Tuesday, August 21, 2012

Dry Fire Practice

I've tried to be dedicated to getting in some dry fire practice on the days I don't hit the range. It took me a long time to 1) understand that this is a valuable training tool and 2) get committed to making it a routine. Dry fire practice involves going through the various actions involved in accurately firing a pistol, without actually firing a pistol. It helps to build muscle memory, so that when you actually shoot, your body instinctively knows what to do.

My basic routine focuses mainly on some basic skills used in competition. It only takes about 15 minutes do. In a typical session, I do 20 reps of drawing the pistol, finding the sight alignment and making one "shot" from each of the listed start positions.
  • Facing the target with hands at side
  • Facing the target with hands above shoulders
  • Facing away from the target with hands at side, turn and draw
  • Facing away from the target with hands above shoulders, turn and draw
  • While stepping left
  • While stepping right
  • While stepping forward
  • While stepping backward

In each of these drills, the goal is to get the gun smoothly and quickly on target, in this case a 4" square, and dry fire the pistol without losing the sight alignment.

The next exercise practices reloading skills. I work through all the positions of the mags on my belt. The goal is to pull the trigger, drop the mag, and smoothly load a new magazine, and regain the site picture.

I finish with the Wall Drill. This involves repeated trigger pulls while focusing only on the sight alignment. This is done using a two-hand grip, as well as strong hand and weak hand only. When I first started this drill I was shocked to realize just how much I moved the pistol while pulling the trigger.

Most of the time, I do the drills using my USPSA gear, complete with eye and hearing protection. The idea is to get as close as possible to actually shooting in competition. A couple of times a week I add in some practice with the leather holster I currently use for IDPA. And yes, on occasion I also practice with my conceal carry gear.

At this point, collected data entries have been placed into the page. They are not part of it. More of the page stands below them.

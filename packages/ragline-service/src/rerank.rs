use std::cmp::Ordering;

use futures::future;

use ragline_domain::{Candidate, Degradation, Query};

use crate::{
	CacheKey, CacheValue, ChunkSource, Error, RaglineService, Result, StageOutcome, limits,
	retrieve::cmp_f32_desc, retry,
};

impl RaglineService {
	/// Scores the first `rerank_depth` fused candidates and sorts them by rerank score.
	///
	/// Candidates past the depth are dropped. When any batch fails after retries, every
	/// candidate falls back to its fused score rescaled to `[0, 1]`, and the outcome is
	/// `Degraded`. Retrieval scores are never modified.
	pub async fn rerank(
		&self,
		query: &Query,
		mut candidates: Vec<Candidate>,
	) -> StageOutcome<Vec<Candidate>> {
		candidates.truncate(self.cfg.retrieval.rerank_depth as usize);

		if candidates.is_empty() {
			return StageOutcome::Ok(candidates);
		}

		match self.score_candidates(query, &candidates).await {
			Ok(scores) => {
				for (candidate, score) in candidates.iter_mut().zip(scores) {
					candidate.rerank_score = Some(sanitize_score(score));
				}

				candidates.sort_by(cmp_reranked);

				StageOutcome::Ok(candidates)
			},
			Err(err) => {
				tracing::warn!(
					error = %err,
					candidates = candidates.len(),
					"Reranker unavailable. Falling back to fused scores."
				);

				apply_fused_fallback(&mut candidates, self.cfg.retrieval.fusion_k);
				candidates.sort_by(cmp_reranked);

				StageOutcome::Degraded(candidates, Degradation::RerankerUnavailable)
			},
		}
	}

	/// Attaches chunk embeddings for similarity checks during post-processing.
	///
	/// Cached vectors are reused; the rest are embedded in one batched call. On failure the
	/// missing embeddings stay empty and the degradation is returned.
	pub async fn attach_embeddings(&self, candidates: &mut [Candidate]) -> Option<Degradation> {
		let model = self.embedding_model();
		let mut missing = Vec::new();

		for (idx, candidate) in candidates.iter_mut().enumerate() {
			if candidate.embedding.is_some() {
				continue;
			}

			let key = CacheKey::chunk_embedding(&candidate.document_id, &candidate.chunk_hash, &model);

			match self.cache.lookup_embedding(&key) {
				Some(vector) => candidate.embedding = Some(vector),
				None => missing.push(idx),
			}
		}

		if missing.is_empty() {
			return None;
		}

		let texts: Vec<String> = missing.iter().map(|idx| candidates[*idx].text.clone()).collect();
		let texts = texts.as_slice();
		let embedded = retry::with_retries(self.retry_policy(), "embed_chunks", || async move {
			let _permit = limits::acquire(&self.limits.embedding, "embedding").await?;

			self.collaborators.embedding.embed(&self.cfg.providers.embedding, texts).await
		})
		.await;
		let vectors = match embedded {
			Ok(vectors) if vectors.len() == missing.len() => vectors,
			Ok(vectors) => {
				tracing::warn!(
					expected = missing.len(),
					received = vectors.len(),
					"Embedding provider returned the wrong number of vectors."
				);

				return Some(Degradation::EmbeddingsUnavailable);
			},
			Err(err) => {
				tracing::warn!(error = %err, "Chunk embeddings unavailable. Similarity checks are skipped.");

				return Some(Degradation::EmbeddingsUnavailable);
			},
		};

		for (idx, vector) in missing.into_iter().zip(vectors) {
			let candidate = &mut candidates[idx];
			let key = CacheKey::chunk_embedding(&candidate.document_id, &candidate.chunk_hash, &model);

			self.cache.store_default(key, CacheValue::Embedding {
				vector: vector.clone(),
				source: Some(ChunkSource {
					document_id: candidate.document_id.clone(),
					chunk_hash: candidate.chunk_hash.clone(),
				}),
			});

			candidate.embedding = Some(vector);
		}

		None
	}

	async fn score_candidates(&self, query: &Query, candidates: &[Candidate]) -> Result<Vec<f32>> {
		let batch_size = (self.cfg.rerank.batch_size as usize).max(1);
		let batches: Vec<Vec<String>> = candidates
			.chunks(batch_size)
			.map(|batch| batch.iter().map(|candidate| candidate.text.clone()).collect())
			.collect();
		let query_text = query.normalized.as_str();
		let scored = future::try_join_all(
			batches.iter().map(|docs| self.score_batch(query_text, docs.as_slice())),
		)
		.await?;

		Ok(scored.into_iter().flatten().collect())
	}

	async fn score_batch(&self, query_text: &str, docs: &[String]) -> Result<Vec<f32>> {
		let scores = retry::with_retries(self.retry_policy(), "rerank", || async move {
			let _permit = limits::acquire(&self.limits.rerank, "rerank").await?;

			self.collaborators.rerank.rerank(&self.cfg.providers.rerank, query_text, docs).await
		})
		.await?;

		if scores.len() != docs.len() {
			return Err(Error::Provider {
				message: format!("reranker scored {} of {} documents", scores.len(), docs.len()),
			});
		}

		Ok(scores)
	}
}

/// Rescales fused scores so a chunk ranked first in both lists scores 1.0.
///
/// Keeps the fused ordering and puts the fallback on the same `[0, 1]` scale the relevance
/// floor expects.
pub fn apply_fused_fallback(candidates: &mut [Candidate], fusion_k: u32) {
	let best_possible = 2.0 / (fusion_k as f32 + 1.0);

	for candidate in candidates {
		candidate.rerank_score = Some(sanitize_score(candidate.fused_score / best_possible));
	}
}

fn sanitize_score(score: f32) -> f32 {
	if score.is_nan() { 0.0 } else { score.clamp(0.0, 1.0) }
}

fn cmp_reranked(a: &Candidate, b: &Candidate) -> Ordering {
	cmp_f32_desc(a.relevance(), b.relevance())
		.then_with(|| cmp_f32_desc(a.fused_score, b.fused_score))
		.then_with(|| a.chunk_id.cmp(&b.chunk_id))
}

There's a lot written on dry fire and a quick internet search can bring up much information on various drills and the benefits. I adapted my basic practice session from the Sig Sauer Academy Dry Fire Routine and the previously mentioned Wall Drill from pistol-training.com.

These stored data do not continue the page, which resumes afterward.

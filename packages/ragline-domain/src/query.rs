use serde::{Deserialize, Serialize};
use time::Date;

use crate::candidate::ChunkMetadata;

#[derive(Clone, Copy, Debug, PartialEq, Eq, Hash, Serialize, Deserialize)]
#[serde(rename_all = "snake_case")]
pub enum Intent {
	Factual,
	Procedural,
	Comparative,
	Analytical,
	Conversational,
	OffTopic,
}
impl Intent {
	pub fn as_str(self) -> &'static str {
		match self {
			Self::Factual => "factual",
			Self::Procedural => "procedural",
			Self::Comparative => "comparative",
			Self::Analytical => "analytical",
			Self::Conversational => "conversational",
			Self::OffTopic => "off_topic",
		}
	}
}

/// Inclusive calendar range. An open end is unbounded.
#[derive(Clone, Copy, Debug, Default, PartialEq, Eq, Serialize, Deserialize)]
pub struct DateRange {
	pub from: Option<Date>,
	pub to: Option<Date>,
}
impl DateRange {
	pub fn contains(&self, date: Date) -> bool {
		self.from.map(|from| date >= from).unwrap_or(true)
			&& self.to.map(|to| date <= to).unwrap_or(true)
	}

	pub fn is_unbounded(&self) -> bool {
		self.from.is_none() && self.to.is_none()
	}
}

#[derive(Clone, Debug, Default, PartialEq, Eq, Serialize, Deserialize)]
pub struct QueryFilters {
	pub department: Option<String>,
	pub region: Option<String>,
	pub date_range: Option<DateRange>,
	/// Always the caller's groups, sorted and deduplicated.
	pub acl_groups: Vec<String>,
}
impl QueryFilters {
	/// Filter pairs in a stable order, for hashing.
	pub fn pairs(&self) -> Vec<(&'static str, String)> {
		let mut out = Vec::new();

		if let Some(department) = self.department.as_ref() {
			out.push(("department", department.clone()));
		}
		if let Some(range) = self.date_range.as_ref() {
			if let Some(from) = range.from {
				out.push(("date_from", from.to_string()));
			}
			if let Some(to) = range.to {
				out.push(("date_to", to.to_string()));
			}
		}
		if let Some(region) = self.region.as_ref() {
			out.push(("region", region.clone()));
		}

		out.sort();

		out
	}

	/// Local re-check of what the index was asked to enforce.
	///
	/// A chunk is admitted only if it shares at least one group with the caller and agrees with
	/// every set department or region filter. Department and region compare exactly, like the
	/// index's keyword match, and are stored lowercase. Chunks without an effective date pass
	/// the date range.
	pub fn admits(&self, metadata: &ChunkMetadata) -> bool {
		if !metadata.acl_groups.iter().any(|group| self.acl_groups.contains(group)) {
			return false;
		}
		if let Some(department) = self.department.as_deref()
			&& metadata.department.as_deref() != Some(department)
		{
			return false;
		}
		if let Some(region) = self.region.as_deref()
			&& metadata.region.as_deref() != Some(region)
		{
			return false;
		}
		if let (Some(range), Some(date)) = (self.date_range.as_ref(), metadata.effective_date)
			&& !range.contains(date)
		{
			return false;
		}

		true
	}
}

/// One normalized request. Built once by the normalizer and never mutated.
#[derive(Clone, Debug, PartialEq, Serialize, Deserialize)]
pub struct Query {
	pub raw: String,
	pub normalized: String,
	pub intent: Intent,
	pub intent_confidence: f32,
	pub filters: QueryFilters,
	/// The text asks about earlier versions of something.
	pub historical: bool,
}
impl Query {
	/// Whether superseded versions should stay in context next to the current one.
	pub fn retains_history(&self) -> bool {
		self.historical || self.intent == Intent::Comparative
	}
}

#[cfg(test)]
mod tests {
	use time::macros::date;

	use super::*;

	fn metadata(groups: &[&str]) -> ChunkMetadata {
		ChunkMetadata {
			acl_groups: groups.iter().map(|group| group.to_string()).collect(),
			..Default::default()
		}
	}

	#[test]
	fn admits_requires_group_overlap() {
		let filters = QueryFilters { acl_groups: vec!["hr".to_string()], ..Default::default() };

		assert!(filters.admits(&metadata(&["hr", "finance"])));
		assert!(!filters.admits(&metadata(&["finance"])));
		assert!(!filters.admits(&metadata(&[])));
	}

	#[test]
	fn admits_checks_department_and_dates() {
		let filters = QueryFilters {
			department: Some("hr".to_string()),
			date_range: Some(DateRange { from: Some(date!(2023 - 01 - 01)), to: None }),
			acl_groups: vec!["hr".to_string()],
			..Default::default()
		};
		let mut chunk = metadata(&["hr"]);

		chunk.department = Some("hr".to_string());
		chunk.effective_date = Some(date!(2024 - 03 - 01));

		assert!(filters.admits(&chunk));

		chunk.department = Some("HR".to_string());

		assert!(!filters.admits(&chunk));

		chunk.department = Some("hr".to_string());

		chunk.effective_date = Some(date!(2022 - 12 - 31));

		assert!(!filters.admits(&chunk));

		chunk.effective_date = None;
		chunk.department = Some("finance".to_string());

		assert!(!filters.admits(&chunk));
	}

	#[test]
	fn filter_pairs_are_sorted() {
		let filters = QueryFilters {
			department: Some("hr".to_string()),
			region: Some("emea".to_string()),
			date_range: None,
			acl_groups: Vec::new(),
		};
		let keys: Vec<&str> = filters.pairs().into_iter().map(|(key, _)| key).collect();

		assert_eq!(keys, vec!["department", "region"]);
	}
}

There are also some good books that go into in-depth training using dry fire. A few I've enjoyed are "Your Competition Handgun Training Program: A complete training program designed for the practical shooter" by Michael Seeklander, and "Refinement and Repetition, Dry-fire Drills for Dramatic Improvement" and "Principles of Performance, Refinement and Repetition 2", both by Steve Anderson. I am not following the specific programs from these books, but have gleaned many tips and useful insight from the authors. I think they are worth reading even if you don't have the time or resources to follow their timetables and exercises exactly.

No matter what dry fire routine you practice, safety is the most important rule. Be sure your weapon is completely unloaded and double-checked before doing any of these drills. Keep all live ammo in a separate room.

I've seen noticeable improvement in my ability to obtain and keep a good sight picture after practicing with these drills. My reloads are getting better as well. I intend to keep it up and even expand my practice routines. Next, I want to set up a couple of targets outside in order to practice moving from one shooting position to another. It's a good thing my back yard is fairly secluded from the neighbors' prying eyes, at least until the trees lose their foliage.

7 comments:

  1. Amen to dry fire! Too many folks assume the gun must go bang to be truly practicing. There are a whole lot of important factors that take place before the bang. Great topic.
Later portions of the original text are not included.